Bruna Pieri, Nimio Veneris odio: Catullo ‘tragico’ in Seneca ‘lirico’, pp. 967-987

Abstract / Keywords

In the opening monody of Seneca’s Phaedra some features remind us of Catullus’ Attis poem. This allusion, which is probably mediated by the episode of Numanus Remulus in Aeneid book 9, and can be explained through the common mythical pattern of the “chasseur noir”, serves to depict the furor of Hippolytus, who transforms Attis’ odium Veneris into a more general hatred towards an ethically corrupt humanity. In his irrational impulse to flee from community, one can detect the traits of fuga sui, a vitium which is condemned by Seneca in his De tranquillitate animi. Like other Senecan monodies, Hippolytus’ anapaestic song therefore fulfills the task of representing the delirium of a character. Keywords: Catullus’ Attis; Seneca; Hippolytus; Numanus Remulus; Phaedra; Senecan monodies.

 

Rémy Poignault, Catulle chez Marguerite Yourcenar, pp. 989-1001

Abstract / Keywords

Marguerite Yourcenar translated/adapted some Catullus’s lines in her Juvenilia. She quotes him on several occasions in her work, where he represents a saucy poetry that is close to everyday life. When she deals with the myth of Ariadne and Theseus, she uses carmen 64 among other sources, giving to the myth, whose sacred aura she takes away, a quite personal meaning. Keywords: Yourcenar; Catullus; translation; Ariadne; Theseus; rewriting of the myth.

 

Giovanni Polara, Il Catullo di Francesco Arnaldi, pp. 1003-1024

Abstract / Keywords

Francesco Arnaldi (1897-1980) published several studies on Catullo; twenty years after Catullo e Clodia («RFIC» 1927) and the review of M. Lenchantin de Gubernatis’s commentary («RFIC» 1929) his most important works were published: the commentary (1948, 19502), the pages in the Antologia della poesia latina (I, 1953-19676), the Catullan paragraph of the Storia della letteratura latina dell’età repubblicana in the Guida, edited with V. Ussani (I, 1954, 19612).

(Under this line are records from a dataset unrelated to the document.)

//! Bundled native session backed by `rusqlite`.
//!
//! Each [`SqliteSession`] owns a dedicated worker thread holding the
//! `rusqlite::Connection`. Operations are queued to the worker in issue order and
//! their callbacks fire on that thread. Autocommit is off: the first statement after a
//! commit or rollback opens a transaction.

mod channel;
mod dispatcher;
mod manager;
mod params;
mod query;

use std::sync::atomic::{AtomicBool, AtomicU64, Ordering};
use std::sync::mpsc::Sender;
use std::sync::{Arc, Mutex, PoisonError};

use tracing::{debug, warn};

use crate::config::ConnectionParams;
use crate::error::NativeError;
use crate::native::{Callback, NativeSession, NativeStatement, complete};
use crate::results::{QueryOutcome, ResultSet};
use crate::types::QueryValue;

use channel::{Command, NOT_CONNECTED};
use manager::{SessionWorker, send_command};

pub use params::{convert_params, query_value_to_sqlite};
pub use query::build_result_set;

/// Option key naming the database file; falls back to `ServerName`, then memory.
pub const DATABASE_FILE_KEY: &str = "DatabaseFile";

static NEXT_SESSION_ID: AtomicU64 = AtomicU64::new(1);

/// Resolve the database path a session opens for `params`.
#[must_use]
pub fn database_path(params: &ConnectionParams) -> String {
    params
        .option(DATABASE_FILE_KEY)
        .map(str::to_owned)
        .or_else(|| params.server_name.clone())
        .unwrap_or_else(|| ":memory:".to_owned())
}

/// Native session over an embedded `SQLite` database.
pub struct SqliteSession {
    id: u64,
    worker: Mutex<Option<SessionWorker>>,
    connected: Arc<AtomicBool>,
    next_statement: AtomicU64,
}

impl Default for SqliteSession {
    fn default() -> Self {
        Self::new()
    }
}

impl SqliteSession {
    #[must_use]
    pub fn new() -> Self {
        Self {
            id: NEXT_SESSION_ID.fetch_add(1, Ordering::Relaxed),
            worker: Mutex::new(None),
            connected: Arc::new(AtomicBool::new(false)),
            next_statement: AtomicU64::new(1),
        }
    }

    fn sender(&self) -> Option<Sender<Command>> {
        let guard = self.worker.lock().unwrap_or_else(PoisonError::into_inner);
        guard.as_ref().map(SessionWorker::sender)
    }

    fn sender_or_spawn(&self) -> Result<Sender<Command>, NativeError> {
        let mut guard = self.worker.lock().unwrap_or_else(PoisonError::into_inner);
        if let Some(worker) = guard.as_ref() {
            return Ok(worker.sender());
        }
        let worker = SessionWorker::spawn(self.id, Arc::clone(&self.connected)).map_err(|e| {
            NativeError::message(format!("failed to start sqlite session worker: {e}"))
        })?;
        let sender = worker.sender();
        *guard = Some(worker);
        Ok(sender)
    }

    /// Queue a connection-level command, settling it as not connected if no worker runs.
    fn dispatch<T>(&self, callback: Callback<T>, command: impl FnOnce(Callback<T>) -> Command) {
        match self.sender() {
            Some(sender) => send_command(&sender, command(callback)),
            None => complete(callback, Err(NativeError::message(NOT_CONNECTED))),
        }
    }
}

impl NativeSession for SqliteSession {
    fn connect(&self, params: &ConnectionParams, callback: Callback<()>) {
        let path = database_path(params);
        debug!(session_id = self.id, path = %path, "connecting sqlite session");
        match self.sender_or_spawn() {
            Ok(sender) => send_command(&sender, Command::Open { path, callback }),
            Err(err) => complete(callback, Err(err)),
        }
    }

    fn disconnect(&self, callback: Callback<()>) {
        match self.sender() {
            Some(sender) => send_command(&sender, Command::Disconnect { callback }),
            None => complete(callback, Ok(())),
        }
    }

    fn exec(&self, sql: String, params: Vec<QueryValue>, callback: Callback<QueryOutcome>) {
        let params = convert_params(params);
        self.dispatch(callback, |callback| Command::Exec {
            sql,
            params,
            callback,
        });
    }

    fn prepare(&self, sql: String, mut callback: Callback<Arc<dyn NativeStatement>>) {
        let Some(sender) = self.sender() else {
            complete(callback, Err(NativeError::message(NOT_CONNECTED)));
            return;
        };
        let id = self.next_statement.fetch_add(1, Ordering::Relaxed);
        let statement_sender = sender.clone();
        let forward: Callback<()> = Box::new(move |err, prepared| {
            let statement = prepared.map(|()| {
                Arc::new(SqliteStatement::new(id, statement_sender.clone()))
                    as Arc<dyn NativeStatement>
            });
            callback(err, statement);
        });
        send_command(
            &sender,
            Command::Prepare {
                id,
                sql,
                callback: forward,
            },
        );
    }

    fn commit(&self, callback: Callback<()>) {
        self.dispatch(callback, |callback| Command::Commit { callback });
    }

    fn rollback(&self, callback: Callback<()>) {
        self.dispatch(callback, |callback| Command::Rollback { callback });
    }

    fn connected(&self) -> bool {
        self.connected.load(Ordering::SeqCst)
    }
}

/// Prepared statement registered on a [`SqliteSession`] worker.
pub struct SqliteStatement {
    id: u64,
    sender: Sender<Command>,
    released: AtomicBool,
}

impl SqliteStatement {
    fn new(id: u64, sender: Sender<Command>) -> Self {
        Self {
            id,
            sender,
            released: AtomicBool::new(false),
        }
    }
}

impl NativeStatement for SqliteStatement {
    fn exec(&self, params: Vec<QueryValue>, callback: Callback<QueryOutcome>) {
        send_command(
            &self.sender,
            Command::ExecStatement {
                id: self.id,
                params: convert_params(params),
                callback,
            },
        );
    }

    fn get_more_results(&self, callback: Callback<ResultSet>) {
        send_command(
            &self.sender,
            Command::GetMoreResults {
                id: self.id,
                callback,
            },
        );
    }

    fn drop_statement(&self, callback: Callback<()>) {
        self.released.store(true, Ordering::SeqCst);
        send_command(
            &self.sender,
            Command::DropStatement {
                id: self.id,
                callback,
            },
        );
    }
}

impl Drop for SqliteStatement {
    fn drop(&mut self) {
        if self.released.load(Ordering::SeqCst) {
            return;
        }
        if self
            .sender
            .send(Command::ReleaseStatement { id: self.id })
            .is_err()
        {
            warn!(statement_id = self.id, "sqlite worker gone before statement release");
        }
    }
}
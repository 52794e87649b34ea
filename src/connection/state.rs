use std::fmt;

/// Lifecycle of a [`Connection`](crate::Connection).
///
/// `Disconnected` is terminal: a closed connection is never reopened.
#[derive(Debug, Clone, Copy, PartialEq, Eq, Default)]
pub enum ConnectionState {
    #[default]
    Unconnected,
    /// A connect call has been issued and has not settled yet.
    Connecting,
    Connected,
    Disconnected,
}

impl fmt::Display for ConnectionState {
    fn fmt(&self, f: &mut fmt::Formatter<'_>) -> fmt::Result {
        let label = match self {
            ConnectionState::Unconnected => "unconnected",
            ConnectionState::Connecting => "connecting",
            ConnectionState::Connected => "connected",
            ConnectionState::Disconnected => "disconnected",
        };
        f.write_str(label)
    }
}
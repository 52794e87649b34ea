use std::sync::Arc;
use std::sync::atomic::AtomicBool;
use std::sync::mpsc::{self, Sender};
use std::thread;

use tracing::debug;

use super::channel::Command;
use super::dispatcher::run_session_worker;

/// Dedicated thread owning the session's `rusqlite::Connection`.
pub(super) struct SessionWorker {
    sender: Sender<Command>,
}

impl SessionWorker {
    pub(super) fn spawn(session_id: u64, connected: Arc<AtomicBool>) -> std::io::Result<Self> {
        let (sender, receiver) = mpsc::channel::<Command>();
        thread::Builder::new()
            .name(format!("sqlite-session-{session_id}"))
            .spawn(move || run_session_worker(session_id, &receiver, &connected))?;
        debug!(session_id, "spawned sqlite session worker");
        Ok(Self { sender })
    }

    pub(super) fn sender(&self) -> Sender<Command> {
        self.sender.clone()
    }
}

impl Drop for SessionWorker {
    fn drop(&mut self) {
        let _ = self.sender.send(Command::Shutdown);
    }
}

/// Queue `command` on the worker, settling it locally if the worker has exited.
pub(super) fn send_command(sender: &Sender<Command>, command: Command) {
    if let Err(mpsc::SendError(command)) = sender.send(command) {
        command.reject();
    }
}
use rusqlite::types::Value;

use crate::error::NativeError;
use crate::native::{Callback, complete};
use crate::results::{QueryOutcome, ResultSet};

pub(super) const NOT_CONNECTED: &str = "Not connected.";
pub(super) const STATEMENT_NOT_VALID: &str = "Statement is not valid.";

pub(super) enum Command {
    Open {
        path: String,
        callback: Callback<()>,
    },
    Exec {
        sql: String,
        params: Vec<Value>,
        callback: Callback<QueryOutcome>,
    },
    Prepare {
        id: u64,
        sql: String,
        callback: Callback<()>,
    },
    ExecStatement {
        id: u64,
        params: Vec<Value>,
        callback: Callback<QueryOutcome>,
    },
    GetMoreResults {
        id: u64,
        callback: Callback<ResultSet>,
    },
    DropStatement {
        id: u64,
        callback: Callback<()>,
    },
    /// Forget a statement whose handle went away without an explicit drop.
    ReleaseStatement {
        id: u64,
    },
    Commit {
        callback: Callback<()>,
    },
    Rollback {
        callback: Callback<()>,
    },
    Disconnect {
        callback: Callback<()>,
    },
    Shutdown,
}

impl Command {
    /// Settle the command's callback without running it, as the worker is gone.
    pub(super) fn reject(self) {
        let not_connected = || NativeError::message(NOT_CONNECTED);
        let not_valid = || NativeError::message(STATEMENT_NOT_VALID);
        match self {
            Command::Open { callback, .. } => complete(callback, Err(not_connected())),
            Command::Exec { callback, .. } => complete(callback, Err(not_connected())),
            Command::Prepare { callback, .. } => complete(callback, Err(not_connected())),
            Command::Commit { callback } | Command::Rollback { callback } => {
                complete(callback, Err(not_connected()));
            }
            // closing an already-closed session is a no-op for the client
            Command::Disconnect { callback } => complete(callback, Ok(())),
            Command::ExecStatement { callback, .. } => complete(callback, Err(not_valid())),
            Command::GetMoreResults { callback, .. } => complete(callback, Err(not_valid())),
            Command::DropStatement { callback, .. } => complete(callback, Err(not_valid())),
            Command::ReleaseStatement { .. } | Command::Shutdown => {}
        }
    }
}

Arnaldi examines the poet with his personal reading method, with fine sensitivity and acute insights. Keywords: Catullus; Francesco Arnaldi; Hermeneutic; Literary criticism.

 

Chiara Renda, Riflessi catulliani nella poetica di Fedro, pp. 1025-1037

Abstract / Keywords

Phaedrus collection contains many catullian reflections both on the level of literary tought, on lexical choose and for some common themes. He inserts so in a new and original way the Esopic fable in callimachean poetic that he shares with Catullus. Keywords: callimachean and catullian poetry; Esopic fable; Phaedrus poetic.

 

Marcos Ruiz Sánchez, Catulo ante la encrucijada de los géneros, pp. 1039-1062

Abstract / Keywords

The reception of Catullus in Neo-Latin literature is determined by the concept of the genres of the era and by the interpretive and poetic tradition. This becomes apparent in the controversy concerning the canon of the epigram in the poetic treaties of the 16th and 17th centuries and also in the Catullian style Neo-Latin poetry. Catullus and other Latin writers are used in this way as models whose influence goes far beyond the echolalia of specific imitations. Keywords: Genres; Neo-Latin poetry; Catullian influence; epigram.

 

Stefania Santelia, ‘Riusi’ di Orienzio: saggio di commento a Comm. 1,1-42; 2,1-12 e 407-418, pp. 1063-1090

Abstract / Keywords

The analysis of three chosen passages of Orientius’ Commonitorium (incipit of the I and II book; explicit of the II book) highlights the ways in which the Gallo-Roman bishop employs the classical tradition. This could either be a perfunctory reuse, almost mechanical, of lexical fragments that have no connection, in terms of meaning, with the new text; or it could be a reuse of the hypotext on a deeper level, to resemble it or, on the contrary, to express something utterly different. The exegesis reveals Orientius’ clever art of “weaving” texts. As a didaskalos, he imparts to the readers monita they must comply with, in order to obtain salvation: the auctores of the past (from Lucretius to Statius, from Cicero and Virgil to Ovid and Seneca) blend with the Scriptures and with Christian authors (from Tertullian to Damasus, from Ambrose to Augustine and Prosperus) in order to express the meaning of the new Christian sensibility. Keywords: Catullus; classical philology; textual criticism; punctuation.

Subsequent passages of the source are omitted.